Стоило ему произнести эти слова, как он пожалел о сказанном, наполовину уверенный, что она спросит: «А как же вы сами? Разве вы не остаетесь рабом своих умерших — вашей жены, ваших погибших детей?» И он поспешно спросил:
— А что бы вы делали, если бы у вас был свободный выбор?
— Думаю, работала бы с детьми. Преподавала бы в младших классах. У меня ведь диплом. Очевидно, понадобился бы год на переподготовку. А потом, я думаю, поехала бы работать куда-нибудь в деревню или в небольшой городок.
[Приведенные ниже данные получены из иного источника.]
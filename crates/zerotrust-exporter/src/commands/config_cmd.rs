//! `config`: show the resolved configuration and store the API token.

use secrecy::SecretString;

use crate::cli::{ConfigArgs, ConfigCommand, GlobalOpts};
use crate::config;
use crate::error::CliError;
use crate::output;

fn prompt_err(e: impl std::fmt::Display) -> CliError {
    CliError::Validation {
        field: "interactive".into(),
        reason: format!("prompt failed: {e}"),
    }
}

pub fn handle(args: ConfigArgs, global: &GlobalOpts) -> Result<(), CliError> {
    match args.command {
        // ── Show: redacted TOML ─────────────────────────────────────
        ConfigCommand::Show => {
            let cfg = config::load(global)?;
            let path = config::effective_path(global);
            eprintln!("# {}", path.display());
            output::print_output(&toml::to_string_pretty(&cfg.redacted())?);
            Ok(())
        }

        // ── Path ────────────────────────────────────────────────────
        ConfigCommand::Path => {
            output::print_output(&config::effective_path(global).display().to_string());
            Ok(())
        }

        // ── SetToken: prompt + keyring ──────────────────────────────
        ConfigCommand::SetToken => {
            let cfg = config::load(global)?;
            let account_id = zerotrust_config::validate(&cfg)?;

            let token = rpassword::prompt_password("API token: ").map_err(prompt_err)?;
            if token.trim().is_empty() {
                return Err(CliError::Validation {
                    field: "api_token".into(),
                    reason: "API token cannot be empty".into(),
                });
            }

            zerotrust_config::store_api_token(&account_id, &SecretString::from(token))?;
            eprintln!("   ✓ API token for account {account_id} stored in system keyring");
            Ok(())
        }
    }
}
— Так сделайте это! У вас есть свободный выбор. Не надо бесцельно бродить в поисках счастья. Найдите себе работу по вкусу, обретите свое место и такую жизнь, которая пришлась бы вам по душе. Счастье придет само, если вам повезет. Большинство людей получают свою долю счастья. А некоторые даже большую долю, чем им положено, хотя иногда она умещается в предельно сжатом отрезке времени.
— Странно, что вы не процитировали Блейка, — заметила Франсес, — то стихотворение, где он говорит, что боль и радость тонко сплетены в ткань, облекающую одеяньем наши богоданные души. Как там дальше?